■ **What the exercise asks**: Your answer is one number, how many lines in the entries include "transfers".

(Stored data entries)
—————

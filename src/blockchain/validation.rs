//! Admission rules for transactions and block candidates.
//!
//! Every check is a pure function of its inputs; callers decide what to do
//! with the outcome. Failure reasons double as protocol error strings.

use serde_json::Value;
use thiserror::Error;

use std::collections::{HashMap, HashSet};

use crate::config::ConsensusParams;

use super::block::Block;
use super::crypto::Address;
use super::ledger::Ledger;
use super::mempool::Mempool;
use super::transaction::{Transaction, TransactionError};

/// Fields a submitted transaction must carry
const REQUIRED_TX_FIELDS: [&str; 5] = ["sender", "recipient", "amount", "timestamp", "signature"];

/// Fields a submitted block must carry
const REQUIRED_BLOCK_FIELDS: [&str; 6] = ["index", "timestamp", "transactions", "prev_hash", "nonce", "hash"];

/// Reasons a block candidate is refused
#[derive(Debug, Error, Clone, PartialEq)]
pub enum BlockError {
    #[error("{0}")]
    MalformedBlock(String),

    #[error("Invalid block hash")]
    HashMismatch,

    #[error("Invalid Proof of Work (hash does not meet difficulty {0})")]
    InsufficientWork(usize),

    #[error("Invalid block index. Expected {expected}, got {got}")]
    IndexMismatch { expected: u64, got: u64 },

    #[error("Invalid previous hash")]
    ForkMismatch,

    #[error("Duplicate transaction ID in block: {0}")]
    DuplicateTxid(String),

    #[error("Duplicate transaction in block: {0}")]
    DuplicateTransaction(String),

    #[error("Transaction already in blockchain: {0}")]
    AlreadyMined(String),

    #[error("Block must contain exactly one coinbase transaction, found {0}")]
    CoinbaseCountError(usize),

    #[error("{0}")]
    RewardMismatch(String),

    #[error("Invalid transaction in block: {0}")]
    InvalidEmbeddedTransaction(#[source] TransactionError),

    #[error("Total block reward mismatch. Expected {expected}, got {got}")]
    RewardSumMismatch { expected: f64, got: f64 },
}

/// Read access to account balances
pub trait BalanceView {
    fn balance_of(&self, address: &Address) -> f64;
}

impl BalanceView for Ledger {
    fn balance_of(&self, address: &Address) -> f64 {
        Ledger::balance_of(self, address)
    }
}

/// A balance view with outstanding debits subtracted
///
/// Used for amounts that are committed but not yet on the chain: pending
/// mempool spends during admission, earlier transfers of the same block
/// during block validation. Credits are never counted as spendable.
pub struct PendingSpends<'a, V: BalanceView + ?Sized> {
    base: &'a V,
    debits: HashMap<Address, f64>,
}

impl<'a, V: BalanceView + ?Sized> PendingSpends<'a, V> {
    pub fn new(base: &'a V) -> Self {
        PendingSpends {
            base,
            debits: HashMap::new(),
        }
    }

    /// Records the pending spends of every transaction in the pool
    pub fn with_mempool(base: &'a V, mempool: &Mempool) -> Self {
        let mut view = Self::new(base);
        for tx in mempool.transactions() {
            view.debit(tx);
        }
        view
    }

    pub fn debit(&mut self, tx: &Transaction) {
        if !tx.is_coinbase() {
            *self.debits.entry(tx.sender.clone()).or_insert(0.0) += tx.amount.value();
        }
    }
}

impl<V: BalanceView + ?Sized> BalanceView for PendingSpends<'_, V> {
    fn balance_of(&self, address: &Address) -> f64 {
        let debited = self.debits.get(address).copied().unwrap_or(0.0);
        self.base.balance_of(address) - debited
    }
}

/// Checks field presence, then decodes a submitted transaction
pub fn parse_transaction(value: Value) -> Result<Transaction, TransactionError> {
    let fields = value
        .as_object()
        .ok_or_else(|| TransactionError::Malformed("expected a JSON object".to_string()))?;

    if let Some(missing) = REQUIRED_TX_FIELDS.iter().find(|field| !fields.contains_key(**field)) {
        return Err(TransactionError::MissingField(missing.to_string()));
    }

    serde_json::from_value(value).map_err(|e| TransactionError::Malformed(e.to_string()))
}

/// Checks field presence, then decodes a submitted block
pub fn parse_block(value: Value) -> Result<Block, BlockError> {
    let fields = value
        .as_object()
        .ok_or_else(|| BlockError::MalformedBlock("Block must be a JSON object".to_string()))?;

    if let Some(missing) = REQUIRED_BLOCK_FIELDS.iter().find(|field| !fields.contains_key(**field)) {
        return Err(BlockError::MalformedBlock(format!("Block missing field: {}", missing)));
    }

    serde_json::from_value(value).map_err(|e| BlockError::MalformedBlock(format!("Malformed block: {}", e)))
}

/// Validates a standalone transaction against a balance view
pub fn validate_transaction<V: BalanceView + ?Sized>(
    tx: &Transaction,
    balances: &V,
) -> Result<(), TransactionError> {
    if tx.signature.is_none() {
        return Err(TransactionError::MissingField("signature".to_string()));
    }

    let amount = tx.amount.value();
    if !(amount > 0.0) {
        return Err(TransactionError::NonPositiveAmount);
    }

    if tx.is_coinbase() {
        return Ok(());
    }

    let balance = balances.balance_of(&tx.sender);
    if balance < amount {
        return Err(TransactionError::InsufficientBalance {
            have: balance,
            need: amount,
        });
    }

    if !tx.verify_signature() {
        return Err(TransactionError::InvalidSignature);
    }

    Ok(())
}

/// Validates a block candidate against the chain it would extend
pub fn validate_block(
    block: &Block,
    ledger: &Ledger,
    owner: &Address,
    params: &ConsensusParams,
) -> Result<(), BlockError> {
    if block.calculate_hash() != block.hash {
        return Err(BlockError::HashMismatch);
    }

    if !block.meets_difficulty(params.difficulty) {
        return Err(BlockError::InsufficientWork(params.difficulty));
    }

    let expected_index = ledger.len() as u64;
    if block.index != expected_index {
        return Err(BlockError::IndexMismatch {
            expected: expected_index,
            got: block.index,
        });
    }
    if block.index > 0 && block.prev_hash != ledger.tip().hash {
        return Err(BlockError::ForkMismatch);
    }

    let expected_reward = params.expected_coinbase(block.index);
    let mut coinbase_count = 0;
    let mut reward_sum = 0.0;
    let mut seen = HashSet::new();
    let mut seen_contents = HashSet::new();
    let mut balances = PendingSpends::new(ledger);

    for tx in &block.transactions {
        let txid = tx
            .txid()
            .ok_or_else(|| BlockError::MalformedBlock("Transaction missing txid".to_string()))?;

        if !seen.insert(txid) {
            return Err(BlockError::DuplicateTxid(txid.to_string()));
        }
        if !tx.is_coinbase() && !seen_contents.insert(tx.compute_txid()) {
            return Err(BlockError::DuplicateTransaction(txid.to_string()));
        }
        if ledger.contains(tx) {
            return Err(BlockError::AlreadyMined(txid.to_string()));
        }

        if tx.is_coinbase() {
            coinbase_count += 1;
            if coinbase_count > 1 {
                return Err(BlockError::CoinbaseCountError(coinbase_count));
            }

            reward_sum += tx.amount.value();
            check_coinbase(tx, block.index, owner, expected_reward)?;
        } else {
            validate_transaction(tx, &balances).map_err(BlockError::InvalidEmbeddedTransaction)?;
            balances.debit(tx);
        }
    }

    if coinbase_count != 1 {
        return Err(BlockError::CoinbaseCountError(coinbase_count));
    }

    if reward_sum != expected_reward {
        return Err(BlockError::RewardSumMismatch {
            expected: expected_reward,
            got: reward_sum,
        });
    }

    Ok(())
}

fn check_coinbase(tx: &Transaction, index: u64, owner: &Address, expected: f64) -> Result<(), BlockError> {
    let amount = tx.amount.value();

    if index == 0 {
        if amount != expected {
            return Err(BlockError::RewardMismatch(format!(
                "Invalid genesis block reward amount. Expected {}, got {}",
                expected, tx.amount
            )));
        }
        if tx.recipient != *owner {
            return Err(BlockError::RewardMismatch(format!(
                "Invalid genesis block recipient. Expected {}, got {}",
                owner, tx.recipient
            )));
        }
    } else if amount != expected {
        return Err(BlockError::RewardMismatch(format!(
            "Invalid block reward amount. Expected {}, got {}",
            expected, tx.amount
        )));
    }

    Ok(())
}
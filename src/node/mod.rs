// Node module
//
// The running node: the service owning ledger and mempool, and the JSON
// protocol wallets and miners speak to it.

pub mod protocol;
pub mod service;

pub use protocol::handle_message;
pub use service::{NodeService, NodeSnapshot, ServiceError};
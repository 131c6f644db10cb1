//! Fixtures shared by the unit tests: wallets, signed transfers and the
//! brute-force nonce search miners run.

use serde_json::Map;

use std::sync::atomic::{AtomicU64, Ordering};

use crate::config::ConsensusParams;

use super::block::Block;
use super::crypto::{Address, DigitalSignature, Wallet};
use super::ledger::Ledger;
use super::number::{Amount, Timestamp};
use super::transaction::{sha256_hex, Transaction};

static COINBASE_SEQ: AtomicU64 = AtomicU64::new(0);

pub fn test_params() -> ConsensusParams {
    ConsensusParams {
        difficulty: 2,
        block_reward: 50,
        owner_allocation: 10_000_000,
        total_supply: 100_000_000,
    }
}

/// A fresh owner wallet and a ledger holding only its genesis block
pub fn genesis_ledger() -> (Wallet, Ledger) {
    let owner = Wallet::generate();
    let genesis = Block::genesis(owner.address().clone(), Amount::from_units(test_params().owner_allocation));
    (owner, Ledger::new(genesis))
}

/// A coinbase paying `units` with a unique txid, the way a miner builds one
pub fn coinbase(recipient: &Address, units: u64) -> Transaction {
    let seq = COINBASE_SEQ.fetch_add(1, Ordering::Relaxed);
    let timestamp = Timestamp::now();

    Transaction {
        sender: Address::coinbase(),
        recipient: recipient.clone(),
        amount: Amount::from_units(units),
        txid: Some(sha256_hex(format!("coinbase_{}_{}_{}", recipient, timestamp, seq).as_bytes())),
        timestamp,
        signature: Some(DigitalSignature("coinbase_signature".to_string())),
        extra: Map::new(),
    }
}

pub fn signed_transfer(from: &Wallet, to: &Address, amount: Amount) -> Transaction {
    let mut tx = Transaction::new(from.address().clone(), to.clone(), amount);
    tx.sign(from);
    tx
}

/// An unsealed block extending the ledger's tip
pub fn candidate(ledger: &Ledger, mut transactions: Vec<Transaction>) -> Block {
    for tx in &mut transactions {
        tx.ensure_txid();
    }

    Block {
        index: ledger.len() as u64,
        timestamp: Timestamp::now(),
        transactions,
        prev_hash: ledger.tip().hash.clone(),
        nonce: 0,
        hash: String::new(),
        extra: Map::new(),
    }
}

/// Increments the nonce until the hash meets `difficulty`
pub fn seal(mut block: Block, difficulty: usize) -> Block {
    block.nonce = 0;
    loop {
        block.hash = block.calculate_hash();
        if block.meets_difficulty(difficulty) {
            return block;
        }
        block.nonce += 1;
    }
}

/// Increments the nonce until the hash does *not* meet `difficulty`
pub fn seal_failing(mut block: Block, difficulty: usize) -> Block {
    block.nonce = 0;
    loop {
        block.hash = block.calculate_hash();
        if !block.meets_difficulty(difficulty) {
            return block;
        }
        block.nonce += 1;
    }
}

—————

■ **Reply to the task**: 2